Dr. Katz
Photo: Mackenzie Stroh
Q: Every time I eat something salty, I feel the need to balance it with something sweet immediately afterward, and vice versa. How do I nip these cravings?—Anonymous New York City

A: Sugar and salt both stimulate your appetite. Thanks to a phenomenon known as sensory specific satiety, though, you can fill up on something sweet and only feel full of sweet food. If you switch over to salty, you are, in essence, activating a separate appetite meter that starts at empty. This is why we have room for dessert at the end of a big meal.

You break the cycle by taming the extremes. Our sensitivity to sugar and salt is dulled because of the huge amounts of both in manufactured foods. Try starting your day with a breakfast of unsweetened whole grain cereals, nonfat dairy, and fruit, and follow it with a midmorning snack that is mildly sweet, such as dried fruit. Have a salty snack—nuts, say—in the afternoon, but don't mix it with any sweet flavors. After dinner take a break before you decide if you want a sweet dessert or a salty snack. You'll find this pattern quickly becomes habit and provides the structure you need to prevent the alternating cravings from getting started.
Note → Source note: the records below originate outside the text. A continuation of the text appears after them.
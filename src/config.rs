use std::env;
use std::ops::RangeInclusive;
use std::path::PathBuf;
use std::str::FromStr;
use std::time::Duration;

use crate::error::{Result, ScrapeError};

pub const DEFAULT_LLM_URL: &str = "https://api.groq.com/openai/v1/chat/completions";
pub const DEFAULT_LLM_MODEL: &str = "llama-3.1-70b-versatile";

/// Browser launch and page-acquisition knobs.
#[derive(Debug, Clone)]
pub struct BrowserConfig {
    pub chrome_path: Option<PathBuf>,
    pub headless: bool,
    pub sandbox: bool,
    pub window_size: (u32, u32),
    pub settle_delay: Duration,
    pub consent_timeout: Duration,
    /// Seconds to pause after each scroll, drawn uniformly from this range
    pub scroll_pause_secs: RangeInclusive<f64>,
    pub max_stable_attempts: u32,
}

impl Default for BrowserConfig {
    fn default() -> Self {
        Self {
            chrome_path: None,
            headless: true,
            sandbox: true,
            window_size: (1920, 1080),
            settle_delay: Duration::from_secs(2),
            consent_timeout: Duration::from_secs(10),
            scroll_pause_secs: 1.1..=1.8,
            max_stable_attempts: 10,
        }
    }
}

#[derive(Debug, Clone)]
pub struct LlmConfig {
    pub api_url: String,
    pub api_key: Option<String>,
    pub model: String,
    pub timeout: Duration,
}

impl Default for LlmConfig {
    fn default() -> Self {
        Self {
            api_url: DEFAULT_LLM_URL.to_string(),
            api_key: None,
            model: DEFAULT_LLM_MODEL.to_string(),
            timeout: Duration::from_secs(120),
        }
    }
}

#[derive(Debug, Clone)]
pub struct Config {
    pub browser: BrowserConfig,
    pub llm: LlmConfig,
    pub output_dir: PathBuf,
    pub port: u16,
}

impl Default for Config {
    fn default() -> Self {
        Self {
            browser: BrowserConfig::default(),
            llm: LlmConfig::default(),
            output_dir: PathBuf::from("output"),
            port: 3000,
        }
    }
}

impl Config {
    /// Build the configuration from process environment variables.
    /// Call `dotenv().ok()` first if a `.env` file should be honoured.
    pub fn from_env() -> Result<Self> {
        Self::from_lookup(|key| env::var(key).ok())
    }

    /// Same as [`Config::from_env`] but reads values through `lookup`.
    pub fn from_lookup<F>(lookup: F) -> Result<Self>
    where
        F: Fn(&str) -> Option<String>,
    {
        let mut config = Config::default();

        let browser = &mut config.browser;
        if let Some(path) = lookup("CHROME_PATH") {
            browser.chrome_path = Some(PathBuf::from(path));
        }
        if let Some(v) = parsed::<bool>(&lookup, "SCRAPER_HEADLESS")? {
            browser.headless = v;
        }
        if let Some(v) = parsed::<bool>(&lookup, "SCRAPER_SANDBOX")? {
            browser.sandbox = v;
        }
        if let Some(w) = parsed::<u32>(&lookup, "SCRAPER_WINDOW_WIDTH")? {
            browser.window_size.0 = w;
        }
        if let Some(h) = parsed::<u32>(&lookup, "SCRAPER_WINDOW_HEIGHT")? {
            browser.window_size.1 = h;
        }
        if let Some(ms) = parsed::<u64>(&lookup, "SCRAPER_SETTLE_MS")? {
            browser.settle_delay = Duration::from_millis(ms);
        }
        if let Some(secs) = parsed::<u64>(&lookup, "SCRAPER_CONSENT_TIMEOUT_SECS")? {
            browser.consent_timeout = Duration::from_secs(secs);
        }
        let min = parsed::<f64>(&lookup, "SCRAPER_SCROLL_PAUSE_MIN")?
            .unwrap_or(*browser.scroll_pause_secs.start());
        let max = parsed::<f64>(&lookup, "SCRAPER_SCROLL_PAUSE_MAX")?
            .unwrap_or(*browser.scroll_pause_secs.end());
        if !(min >= 0.0 && min <= max && max.is_finite()) {
            return Err(ScrapeError::config(format!(
                "Invalid scroll pause range {}..={}",
                min, max
            )));
        }
        browser.scroll_pause_secs = min..=max;
        if let Some(n) = parsed::<u32>(&lookup, "SCRAPER_MAX_STABLE_ATTEMPTS")? {
            browser.max_stable_attempts = n;
        }

        let llm = &mut config.llm;
        llm.api_key = lookup("LLM_API_KEY").or_else(|| lookup("GROQ_API_KEY"));
        if let Some(url) = lookup("LLM_API_URL") {
            llm.api_url = url;
        }
        if let Some(model) = lookup("LLM_MODEL") {
            llm.model = model;
        }
        if let Some(secs) = parsed::<u64>(&lookup, "LLM_TIMEOUT_SECS")? {
            llm.timeout = Duration::from_secs(secs);
        }

        if let Some(dir) = lookup("SCRAPER_OUTPUT_DIR") {
            config.output_dir = PathBuf::from(dir);
        }
        if let Some(port) = parsed::<u16>(&lookup, "PORT")? {
            config.port = port;
        }

        Ok(config)
    }
}

fn parsed<T: FromStr>(lookup: &impl Fn(&str) -> Option<String>, key: &str) -> Result<Option<T>> {
    match lookup(key) {
        Some(raw) => raw
            .trim()
            .parse::<T>()
            .map(Some)
            .map_err(|_| ScrapeError::config(format!("Invalid {}: {:?}", key, raw))),
        None => Ok(None),
    }
}

#[cfg(test)]
mod tests {
    use super::*;
    use std::collections::HashMap;

    fn lookup_from(pairs: &[(&str, &str)]) -> impl Fn(&str) -> Option<String> {
        let map: HashMap<String, String> = pairs
            .iter()
            .map(|(k, v)| (k.to_string(), v.to_string()))
            .collect();
        move |key| map.get(key).cloned()
    }

    #[test]
    fn defaults_without_environment() {
        let config = Config::from_lookup(|_| None).unwrap();
        assert_eq!(config.browser.max_stable_attempts, 10);
        assert_eq!(config.browser.window_size, (1920, 1080));
        assert_eq!(config.browser.scroll_pause_secs, 1.1..=1.8);
        assert_eq!(config.llm.model, DEFAULT_LLM_MODEL);
        assert!(config.llm.api_key.is_none());
        assert_eq!(config.output_dir, PathBuf::from("output"));
    }

    #[test]
    fn overrides_and_key_precedence() {
        let config = Config::from_lookup(lookup_from(&[
            ("GROQ_API_KEY", "groq"),
            ("LLM_API_KEY", "explicit"),
            ("SCRAPER_MAX_STABLE_ATTEMPTS", "3"),
            ("SCRAPER_SCROLL_PAUSE_MIN", "0"),
            ("SCRAPER_SCROLL_PAUSE_MAX", "0.5"),
            ("SCRAPER_SANDBOX", "false"),
            ("PORT", "8080"),
        ]))
        .unwrap();
        assert_eq!(config.llm.api_key.as_deref(), Some("explicit"));
        assert_eq!(config.browser.max_stable_attempts, 3);
        assert_eq!(config.browser.scroll_pause_secs, 0.0..=0.5);
        assert!(!config.browser.sandbox);
        assert_eq!(config.port, 8080);
    }

    #[test]
    fn rejects_inverted_pause_range() {
        let err = Config::from_lookup(lookup_from(&[
            ("SCRAPER_SCROLL_PAUSE_MIN", "3"),
            ("SCRAPER_SCROLL_PAUSE_MAX", "1"),
        ]))
        .unwrap_err();
        assert!(matches!(err, ScrapeError::Config(_)));
    }

    #[test]
    fn rejects_garbage_numbers() {
        let err = Config::from_lookup(lookup_from(&[("PORT", "eighty")])).unwrap_err();
        assert!(err.to_string().contains("PORT"));
    }
}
Here's one more crucial tip: Read food labels. Many pasta sauces and salad dressings have as much sugar as chocolate ice cream topping! Some breakfast cereals have more salt than corn chips. If a food is supposed to be salty, it should not have sugar (under any of its many aliases, such as high-fructose corn syrup) near the top of the ingredient list. If a food is supposed to be sweet, then make sure sodium isn't a major ingredient. Choose foods wisely, and you'll feel satisfied on fewer calories.

As a reminder, always consult your doctor for medical advice and treatment before starting any program.